▼▼▼
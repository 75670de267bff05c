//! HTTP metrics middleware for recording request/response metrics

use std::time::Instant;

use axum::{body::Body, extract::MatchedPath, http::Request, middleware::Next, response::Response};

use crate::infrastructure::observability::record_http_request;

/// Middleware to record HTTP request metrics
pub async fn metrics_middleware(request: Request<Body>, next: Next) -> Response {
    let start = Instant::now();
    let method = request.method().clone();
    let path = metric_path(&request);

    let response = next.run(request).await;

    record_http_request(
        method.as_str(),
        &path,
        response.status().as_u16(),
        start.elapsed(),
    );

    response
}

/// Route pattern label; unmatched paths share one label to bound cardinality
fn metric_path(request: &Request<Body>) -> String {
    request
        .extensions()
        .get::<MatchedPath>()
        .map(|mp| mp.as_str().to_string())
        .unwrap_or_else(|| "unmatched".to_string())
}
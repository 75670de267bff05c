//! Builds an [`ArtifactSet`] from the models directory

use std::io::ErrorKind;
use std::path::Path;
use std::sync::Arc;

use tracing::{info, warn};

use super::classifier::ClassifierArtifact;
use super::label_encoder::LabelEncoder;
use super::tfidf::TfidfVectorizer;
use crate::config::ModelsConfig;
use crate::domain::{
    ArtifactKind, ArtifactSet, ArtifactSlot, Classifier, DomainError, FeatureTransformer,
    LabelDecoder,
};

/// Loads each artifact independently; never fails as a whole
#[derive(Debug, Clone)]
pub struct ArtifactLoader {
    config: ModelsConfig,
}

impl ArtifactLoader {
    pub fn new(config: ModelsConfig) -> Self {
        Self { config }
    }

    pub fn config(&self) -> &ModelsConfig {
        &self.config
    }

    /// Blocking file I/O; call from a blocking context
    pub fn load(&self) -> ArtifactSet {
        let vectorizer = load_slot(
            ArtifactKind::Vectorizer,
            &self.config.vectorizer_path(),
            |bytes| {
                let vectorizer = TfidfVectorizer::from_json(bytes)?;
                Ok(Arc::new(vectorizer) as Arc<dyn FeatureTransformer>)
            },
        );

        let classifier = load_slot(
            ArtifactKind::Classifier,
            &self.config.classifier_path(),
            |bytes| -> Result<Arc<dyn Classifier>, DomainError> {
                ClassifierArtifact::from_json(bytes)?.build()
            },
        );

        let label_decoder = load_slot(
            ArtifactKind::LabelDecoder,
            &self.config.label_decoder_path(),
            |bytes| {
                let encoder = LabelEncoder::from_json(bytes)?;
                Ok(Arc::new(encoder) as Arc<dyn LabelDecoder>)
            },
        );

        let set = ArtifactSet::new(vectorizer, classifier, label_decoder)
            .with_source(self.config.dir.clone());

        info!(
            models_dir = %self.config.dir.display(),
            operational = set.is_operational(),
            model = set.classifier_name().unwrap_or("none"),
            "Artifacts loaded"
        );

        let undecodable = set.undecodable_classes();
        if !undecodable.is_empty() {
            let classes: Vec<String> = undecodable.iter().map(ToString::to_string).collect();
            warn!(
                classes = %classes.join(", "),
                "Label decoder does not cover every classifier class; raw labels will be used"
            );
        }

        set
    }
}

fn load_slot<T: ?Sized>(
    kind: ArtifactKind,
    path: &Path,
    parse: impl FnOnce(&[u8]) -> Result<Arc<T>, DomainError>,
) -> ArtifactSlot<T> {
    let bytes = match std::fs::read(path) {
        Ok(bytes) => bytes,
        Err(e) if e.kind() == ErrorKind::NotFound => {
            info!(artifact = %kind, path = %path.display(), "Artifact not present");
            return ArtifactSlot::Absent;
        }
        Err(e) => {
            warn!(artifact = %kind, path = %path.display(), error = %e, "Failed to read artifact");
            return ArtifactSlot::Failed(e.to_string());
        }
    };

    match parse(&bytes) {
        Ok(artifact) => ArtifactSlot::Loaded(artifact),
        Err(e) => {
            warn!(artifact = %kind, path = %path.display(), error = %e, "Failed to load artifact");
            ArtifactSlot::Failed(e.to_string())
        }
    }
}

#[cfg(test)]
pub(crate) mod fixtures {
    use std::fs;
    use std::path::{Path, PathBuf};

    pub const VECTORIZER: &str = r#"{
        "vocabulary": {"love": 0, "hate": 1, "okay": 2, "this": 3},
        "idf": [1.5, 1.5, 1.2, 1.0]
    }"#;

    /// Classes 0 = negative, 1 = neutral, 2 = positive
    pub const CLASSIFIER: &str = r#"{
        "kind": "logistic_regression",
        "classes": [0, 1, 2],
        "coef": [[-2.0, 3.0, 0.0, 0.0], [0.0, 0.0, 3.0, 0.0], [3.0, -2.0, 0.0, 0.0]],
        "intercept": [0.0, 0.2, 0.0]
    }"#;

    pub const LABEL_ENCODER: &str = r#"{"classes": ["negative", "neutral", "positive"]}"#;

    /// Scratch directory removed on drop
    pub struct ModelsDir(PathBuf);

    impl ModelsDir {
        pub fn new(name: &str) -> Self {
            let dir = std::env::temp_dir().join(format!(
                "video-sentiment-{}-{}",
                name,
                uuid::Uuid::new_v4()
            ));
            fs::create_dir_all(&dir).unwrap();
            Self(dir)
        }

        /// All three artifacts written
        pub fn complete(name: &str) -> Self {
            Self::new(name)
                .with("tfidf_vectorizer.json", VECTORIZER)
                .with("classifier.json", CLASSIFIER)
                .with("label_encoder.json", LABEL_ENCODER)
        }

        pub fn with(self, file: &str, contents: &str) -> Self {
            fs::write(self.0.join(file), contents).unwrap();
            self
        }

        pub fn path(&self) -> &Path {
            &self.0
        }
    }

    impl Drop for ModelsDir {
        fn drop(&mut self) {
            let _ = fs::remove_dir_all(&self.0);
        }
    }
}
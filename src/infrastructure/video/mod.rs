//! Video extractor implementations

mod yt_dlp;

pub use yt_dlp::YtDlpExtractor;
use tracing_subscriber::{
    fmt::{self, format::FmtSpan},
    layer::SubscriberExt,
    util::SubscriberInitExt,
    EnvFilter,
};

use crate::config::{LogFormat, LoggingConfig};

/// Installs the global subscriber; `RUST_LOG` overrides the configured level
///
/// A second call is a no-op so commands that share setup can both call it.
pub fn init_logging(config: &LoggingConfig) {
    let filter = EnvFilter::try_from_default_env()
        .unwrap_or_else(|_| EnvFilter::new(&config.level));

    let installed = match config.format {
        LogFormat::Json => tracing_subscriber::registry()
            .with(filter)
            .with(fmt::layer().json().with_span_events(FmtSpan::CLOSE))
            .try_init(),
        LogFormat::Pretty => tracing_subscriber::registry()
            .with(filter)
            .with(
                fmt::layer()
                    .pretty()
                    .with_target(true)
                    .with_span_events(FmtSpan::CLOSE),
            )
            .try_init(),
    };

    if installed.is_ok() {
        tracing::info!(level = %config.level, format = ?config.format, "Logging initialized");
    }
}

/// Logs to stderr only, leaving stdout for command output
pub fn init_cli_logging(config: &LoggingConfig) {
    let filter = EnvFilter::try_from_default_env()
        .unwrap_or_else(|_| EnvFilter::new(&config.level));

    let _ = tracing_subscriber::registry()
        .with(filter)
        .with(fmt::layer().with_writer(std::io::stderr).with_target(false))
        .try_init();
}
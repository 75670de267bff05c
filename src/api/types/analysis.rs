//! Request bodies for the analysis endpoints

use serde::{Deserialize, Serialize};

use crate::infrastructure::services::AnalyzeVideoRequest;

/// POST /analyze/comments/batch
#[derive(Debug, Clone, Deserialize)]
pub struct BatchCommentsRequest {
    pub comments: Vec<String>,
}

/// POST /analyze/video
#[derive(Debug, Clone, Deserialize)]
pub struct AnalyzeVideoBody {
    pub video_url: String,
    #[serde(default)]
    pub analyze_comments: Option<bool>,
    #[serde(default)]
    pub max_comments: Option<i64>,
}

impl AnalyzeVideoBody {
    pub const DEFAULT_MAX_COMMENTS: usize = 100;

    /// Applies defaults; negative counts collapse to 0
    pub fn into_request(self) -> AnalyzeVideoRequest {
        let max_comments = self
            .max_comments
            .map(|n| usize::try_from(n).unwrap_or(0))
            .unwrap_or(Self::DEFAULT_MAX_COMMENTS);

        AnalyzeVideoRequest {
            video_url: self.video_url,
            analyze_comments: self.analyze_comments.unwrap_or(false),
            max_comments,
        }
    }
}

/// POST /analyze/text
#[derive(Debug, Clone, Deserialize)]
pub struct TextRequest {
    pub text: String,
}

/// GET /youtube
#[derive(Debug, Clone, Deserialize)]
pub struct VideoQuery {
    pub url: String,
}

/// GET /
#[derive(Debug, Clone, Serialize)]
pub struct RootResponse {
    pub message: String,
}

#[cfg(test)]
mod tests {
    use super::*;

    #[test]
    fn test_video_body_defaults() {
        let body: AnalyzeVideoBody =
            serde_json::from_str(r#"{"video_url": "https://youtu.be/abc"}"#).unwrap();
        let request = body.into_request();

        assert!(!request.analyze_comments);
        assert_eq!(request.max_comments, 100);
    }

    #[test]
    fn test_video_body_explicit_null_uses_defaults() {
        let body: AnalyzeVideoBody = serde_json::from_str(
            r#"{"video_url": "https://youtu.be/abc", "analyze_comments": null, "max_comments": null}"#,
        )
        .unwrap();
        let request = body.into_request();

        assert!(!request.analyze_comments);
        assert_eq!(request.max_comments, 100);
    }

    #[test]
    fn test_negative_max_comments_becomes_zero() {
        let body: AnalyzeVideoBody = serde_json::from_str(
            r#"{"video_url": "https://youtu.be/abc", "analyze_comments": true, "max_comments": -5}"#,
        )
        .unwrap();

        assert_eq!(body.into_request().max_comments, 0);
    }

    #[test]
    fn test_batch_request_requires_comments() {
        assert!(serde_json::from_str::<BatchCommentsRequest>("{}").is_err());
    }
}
▲▲▲
Task objective ::
Within the material above, transcribe exactly the lines that run from the line holding "use std::fs;" through the line holding "pub const CLASSIFIER: &str".

Solved exercise ::
    use std::fs;
    use std::path::{Path, PathBuf};

    pub const VECTORIZER: &str = r#"{
        "vocabulary": {"love": 0, "hate": 1, "okay": 2, "this": 3},
        "idf": [1.5, 1.5, 1.2, 1.0]
    }"#;

    /// Classes 0 = negative, 1 = neutral, 2 = positive
    pub const CLASSIFIER: &str = r#"{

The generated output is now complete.